Second, the skeptic might argue that there’s no place for God in the multiverse. After all, which universe does He live in? Even if he lives in all of them, He’s still in them – which means He isn’t God. By definition, God is not contained by anything. Hence even a multiverse would be metaphysically suffocating for a Deity to inhabit. An infinite God cannot live “in” anything – even a multiverse. On this point, the skeptic is right. If you’re going to believe in a God worthy of the name (and I don’t consider a pantheistic deity worthy), then you have to believe in a Being who is greater than even the multiverse. You could believe that the multiverse exists within God, but that God also transcends it (as panentheists do); or you could believe in a totally transcendent God, who created the whole of finite reality (as classical theists do). However, the skeptic’s claim that there’s no place for God in the multiverse does not entail that if the multiverse is real, then God is not real – which is the premise that the skeptic requires, in order to discredit young-earth creationism. So the skeptic’s arguments against young-earth creationism both fail.

I conclude that a skeptic who wishes to deny the reality of God by positing a multiverse containing an infinite number of universes is engaging in scientific and intellectual suicide. Such a skeptic no longer has a reason to believe in a 13.7 billion-year-old universe which unfolded in an orderly fashion, without any changes in either the laws of Nature or the constants of Nature. Indeed, the multiverse destroys the skeptic’s arguments against a 6,000-year-old universe. And finally, the multiverse fails to rule out God anyway – for you could always say that God created it.

Man-Made Climate Change

By now, my readers will have a pretty good idea of where I’m going with climate change. This time, however, we’re projecting into the future, not the past. Even if the latest IPCC model were based on impeccable scientific research, instead of being about as full of holes as a piece of Swiss cheese, the projected values for the Earth’s temperature by the year 2100 are all based on an unverifiable assumption: the constancy of the laws of Nature and of the values of the fundamental physical parameters. Remove that assumption, and all bets are off. Once again, there are infinitely more ways in which the world could go haywire in the future than the relatively small number of ways (one) in which its laws and parameters can remain constant over the next 100 years. And if we postulate a multiverse containing an infinite number of universes, it seems naive in the extreme to make the constancy of Nature our default assumption. Rather, we should expect a cosmic disturbance of some sort – we just don’t know what sort, that’s all. So the temperature could rise by 30 degrees in the coming century, or it could fall, or it could oscillate up and down randomly. But we can be pretty sure it won’t follow the hockey-stick, if the multiverse is real. In that case, putting aside money to fight global warming is likely to be a huge waste.

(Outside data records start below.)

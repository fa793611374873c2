//! Category registry management. Slugs created here gate what post
//! translations may reference (see `application::posts`).

use std::sync::Arc;

use thiserror::Error;
use tracing::info;

use crate::application::repos::{CategoriesRepo, RepoError};
use crate::domain::entities::CategoryRecord;
use crate::domain::slug::{SlugError, derive_slug, is_valid_slug};

#[derive(Debug, Error)]
pub enum CategoryError {
    #[error("field `{0}` must not be empty")]
    EmptyField(&'static str),
    #[error("invalid category slug `{0}`")]
    InvalidSlug(String),
    #[error("category `{0}` already exists")]
    Duplicate(String),
    #[error("category not found")]
    NotFound,
    #[error(transparent)]
    Repo(#[from] RepoError),
}

#[derive(Clone)]
pub struct CategoryService {
    repo: Arc<dyn CategoriesRepo>,
}

impl CategoryService {
    pub fn new(repo: Arc<dyn CategoriesRepo>) -> Self {
        Self { repo }
    }

    pub async fn list(&self) -> Result<Vec<CategoryRecord>, CategoryError> {
        Ok(self.repo.list_all().await?)
    }

    /// Register a category. When no slug is supplied one is derived from
    /// the display name; a supplied slug must already be canonical.
    pub async fn create(
        &self,
        slug: Option<String>,
        name: String,
    ) -> Result<CategoryRecord, CategoryError> {
        if name.trim().is_empty() {
            return Err(CategoryError::EmptyField("name"));
        }

        let slug = match slug {
            Some(slug) => {
                if !is_valid_slug(&slug) {
                    return Err(CategoryError::InvalidSlug(slug));
                }
                slug
            }
            None => derive_slug(&name).map_err(|err| match err {
                SlugError::EmptyInput => CategoryError::EmptyField("name"),
                SlugError::Unrepresentable { input } => CategoryError::InvalidSlug(input),
            })?,
        };

        let created = self
            .repo
            .create(&slug, name.trim())
            .await
            .map_err(|err| match err {
                RepoError::Duplicate { .. } => CategoryError::Duplicate(slug.clone()),
                other => CategoryError::Repo(other),
            })?;

        info!(
            target = "stanza::application::categories",
            slug = %created.slug,
            "category created"
        );
        Ok(created)
    }

    pub async fn delete(&self, slug: &str) -> Result<(), CategoryError> {
        match self.repo.delete(slug).await {
            Ok(()) => {
                info!(
                    target = "stanza::application::categories",
                    slug, "category deleted"
                );
                Ok(())
            }
            Err(RepoError::NotFound) => Err(CategoryError::NotFound),
            Err(other) => Err(CategoryError::Repo(other)),
        }
    }
}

The foregoing thoughts of mine are not original. They stem from an essay by Professor Robert Koons, entitled, A New Look at the Cosmological Argument (American Philosophical Quarterly, 34 (1997):193-212), which I read many years ago. I shall quote a brief extract from section 8.13:

There is another serious drawback to the junky cosmos hypothesis (i.e the hypothesis that there are infinitely many parallel universes – VJT): if employed globally, it has the consequence that any form of induction is demonstrably unreliable. If we embrace the junky cosmos hypothesis to explain away every appearance of orderedness in the universe, then we should assume that the simplicity and regularity of natural law is also an artifact of observer selection. Universes would be posited to exist with every possible set of natural laws, however complex or inductively ill-behaved. Now take any well-established scientific generalization. Among the universes that agree with all of our observations up to this point in time, the number that go on to break this generalization is far greater than the number that continue to respect it. The objective probability that every generalization we have observed extends no farther than our observations is infinitely close to one. Thus, relying on induction in such a universe is demonstrably futile.

…Moreover, it undermines all subsequent appeals to simplicity or economy of explanation. If the junky cosmos hypothesis is true, it is demonstrable that the simplest hypothesis of astronomy or biology is no more likely to be true of our universe than the most complicated, Rube-Goldberg constructions. We would have absolutely no reason, for instance, to believe that the Copernican hypothesis is more likely to be true than a fantastically complex version of Ptolemy’s system, elaborated as far as necessary to save the astronomical phenomena. (Emphases mine – VJT.)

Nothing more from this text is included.